*Records for the task*:
--

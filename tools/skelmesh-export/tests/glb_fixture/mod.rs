//! Programmatic GLB fixtures
//!
//! Builds a small skinned quad:
//!
//! ```text
//! Armature (+5 x)
//! ├── Hip (+1 y)
//! │   └── Knee (+1 y)
//! └── Leg (mesh, skin [Hip, Knee])
//! ```

#![allow(dead_code)]

use serde_json::json;
use std::path::Path;

pub const QUAD_POSITIONS: [[f32; 3]; 4] = [
    [0.0, 0.0, 0.0],
    [1.0, 0.0, 0.0],
    [1.0, 2.0, 0.0],
    [0.0, 2.0, 0.0],
];
pub const QUAD_INDICES: [u32; 6] = [0, 1, 2, 0, 2, 3];

/// JOINTS_0 / WEIGHTS_0 per vertex
pub const QUAD_JOINTS: [[u8; 4]; 4] = [[0, 0, 0, 0], [0, 1, 0, 0], [1, 0, 0, 0], [1, 0, 0, 0]];
pub const QUAD_WEIGHTS: [[f32; 4]; 4] = [
    [1.0, 0.0, 0.0, 0.0],
    [0.5, 0.5, 0.0, 0.0],
    [0.995, 0.005, 0.0, 0.0],
    [1.0, 0.0, 0.0, 0.0],
];

fn push_f32s(buf: &mut Vec<u8>, values: &[f32]) {
    for v in values {
        buf.extend_from_slice(&v.to_le_bytes());
    }
}

fn translation(x: f32, y: f32, z: f32) -> [f32; 16] {
    [
        1.0, 0.0, 0.0, 0.0, //
        0.0, 1.0, 0.0, 0.0, //
        0.0, 0.0, 1.0, 0.0, //
        x, y, z, 1.0,
    ]
}

/// Binary chunk plus `(offset, length)` of each buffer view
fn quad_buffer() -> (Vec<u8>, Vec<(usize, usize)>) {
    let mut buf = Vec::new();
    let mut views = Vec::new();
    let mut view = |buf: &mut Vec<u8>, start: usize| views.push((start, buf.len() - start));

    let start = buf.len();
    push_f32s(&mut buf, QUAD_POSITIONS.as_flattened());
    view(&mut buf, start);

    let start = buf.len();
    push_f32s(&mut buf, &[0.0f32, 0.0, 1.0].repeat(4));
    view(&mut buf, start);

    let start = buf.len();
    push_f32s(&mut buf, &[0.0, 0.0, 1.0, 0.0, 1.0, 1.0, 0.0, 1.0]);
    view(&mut buf, start);

    let start = buf.len();
    buf.extend_from_slice(QUAD_JOINTS.as_flattened());
    view(&mut buf, start);

    let start = buf.len();
    push_f32s(&mut buf, QUAD_WEIGHTS.as_flattened());
    view(&mut buf, start);

    let start = buf.len();
    for i in QUAD_INDICES {
        buf.extend_from_slice(&i.to_le_bytes());
    }
    view(&mut buf, start);

    // Inverse bind matrices of Hip (world y=1) and Knee (world y=2)
    let start = buf.len();
    push_f32s(&mut buf, &translation(-5.0, -1.0, 0.0));
    push_f32s(&mut buf, &translation(-5.0, -2.0, 0.0));
    view(&mut buf, start);

    (buf, views)
}

fn quad_json(buffer_len: usize, views: &[(usize, usize)]) -> serde_json::Value {
    let buffer_views: Vec<serde_json::Value> = views
        .iter()
        .map(|&(offset, length)| json!({ "buffer": 0, "byteOffset": offset, "byteLength": length }))
        .collect();

    json!({
        "asset": { "version": "2.0", "generator": "skelmesh-export tests" },
        "scene": 0,
        "scenes": [{ "nodes": [0] }],
        "nodes": [
            { "name": "Armature", "translation": [5.0, 0.0, 0.0], "children": [1, 3] },
            { "name": "Hip", "translation": [0.0, 1.0, 0.0], "children": [2] },
            { "name": "Knee", "translation": [0.0, 1.0, 0.0] },
            { "name": "Leg", "mesh": 0, "skin": 0 }
        ],
        "meshes": [{
            "name": "LegMesh",
            "primitives": [{
                "attributes": {
                    "POSITION": 0,
                    "NORMAL": 1,
                    "TEXCOORD_0": 2,
                    "JOINTS_0": 3,
                    "WEIGHTS_0": 4
                },
                "indices": 5
            }]
        }],
        "skins": [{ "joints": [1, 2], "inverseBindMatrices": 6 }],
        "accessors": [
            { "bufferView": 0, "componentType": 5126, "count": 4, "type": "VEC3",
              "min": [0.0, 0.0, 0.0], "max": [1.0, 2.0, 0.0] },
            { "bufferView": 1, "componentType": 5126, "count": 4, "type": "VEC3" },
            { "bufferView": 2, "componentType": 5126, "count": 4, "type": "VEC2" },
            { "bufferView": 3, "componentType": 5121, "count": 4, "type": "VEC4" },
            { "bufferView": 4, "componentType": 5126, "count": 4, "type": "VEC4" },
            { "bufferView": 5, "componentType": 5125, "count": 6, "type": "SCALAR" },
            { "bufferView": 6, "componentType": 5126, "count": 2, "type": "MAT4" }
        ],
        "bufferViews": buffer_views,
        "buffers": [{ "byteLength": buffer_len }]
    })
}

/// Assemble a GLB container from JSON and a binary chunk
pub fn assemble_glb(json: &serde_json::Value, buffer_data: &[u8]) -> Vec<u8> {
    let json_bytes = serde_json::to_vec(json).expect("Failed to serialize JSON");

    let json_padding = (4 - (json_bytes.len() % 4)) % 4;
    let json_chunk_length = json_bytes.len() + json_padding;
    let buffer_padding = (4 - (buffer_data.len() % 4)) % 4;
    let buffer_chunk_length = buffer_data.len() + buffer_padding;
    let total_length = 12 + 8 + json_chunk_length + 8 + buffer_chunk_length;

    let mut glb = Vec::with_capacity(total_length);

    // Header
    glb.extend_from_slice(b"glTF");
    glb.extend_from_slice(&2u32.to_le_bytes());
    glb.extend_from_slice(&(total_length as u32).to_le_bytes());

    // JSON chunk
    glb.extend_from_slice(&(json_chunk_length as u32).to_le_bytes());
    glb.extend_from_slice(&0x4E4F534Au32.to_le_bytes());
    glb.extend_from_slice(&json_bytes);
    glb.extend(std::iter::repeat_n(0x20u8, json_padding));

    // BIN chunk
    glb.extend_from_slice(&(buffer_chunk_length as u32).to_le_bytes());
    glb.extend_from_slice(&0x004E4942u32.to_le_bytes());
    glb.extend_from_slice(buffer_data);
    glb.extend(std::iter::repeat_n(0u8, buffer_padding));

    glb
}

pub fn skinned_quad_glb() -> Vec<u8> {
    let (buffer, views) = quad_buffer();
    assemble_glb(&quad_json(buffer.len(), &views), &buffer)
}

pub fn write_skinned_quad(path: &Path) {
    std::fs::write(path, skinned_quad_glb()).expect("Failed to write GLB");
}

--

In exact wording, restate the lines of the data above from the first through the one holding "WEIGHTS_0 per vertex", and stop after that line.

*Finished exercise*:
filename tools/skelmesh-export/tests/glb_fixture/mod.rs
//! Programmatic GLB fixtures
//!
//! Builds a small skinned quad:
//!
//! ```text
//! Armature (+5 x)
//! ├── Hip (+1 y)
//! │   └── Knee (+1 y)
//! └── Leg (mesh, skin [Hip, Knee])
//! ```

#![allow(dead_code)]

use serde_json::json;
use std::path::Path;

pub const QUAD_POSITIONS: [[f32; 3]; 4] = [
    [0.0, 0.0, 0.0],
    [1.0, 0.0, 0.0],
    [1.0, 2.0, 0.0],
    [0.0, 2.0, 0.0],
];
pub const QUAD_INDICES: [u32; 6] = [0, 1, 2, 0, 2, 3];

/// JOINTS_0 / WEIGHTS_0 per vertex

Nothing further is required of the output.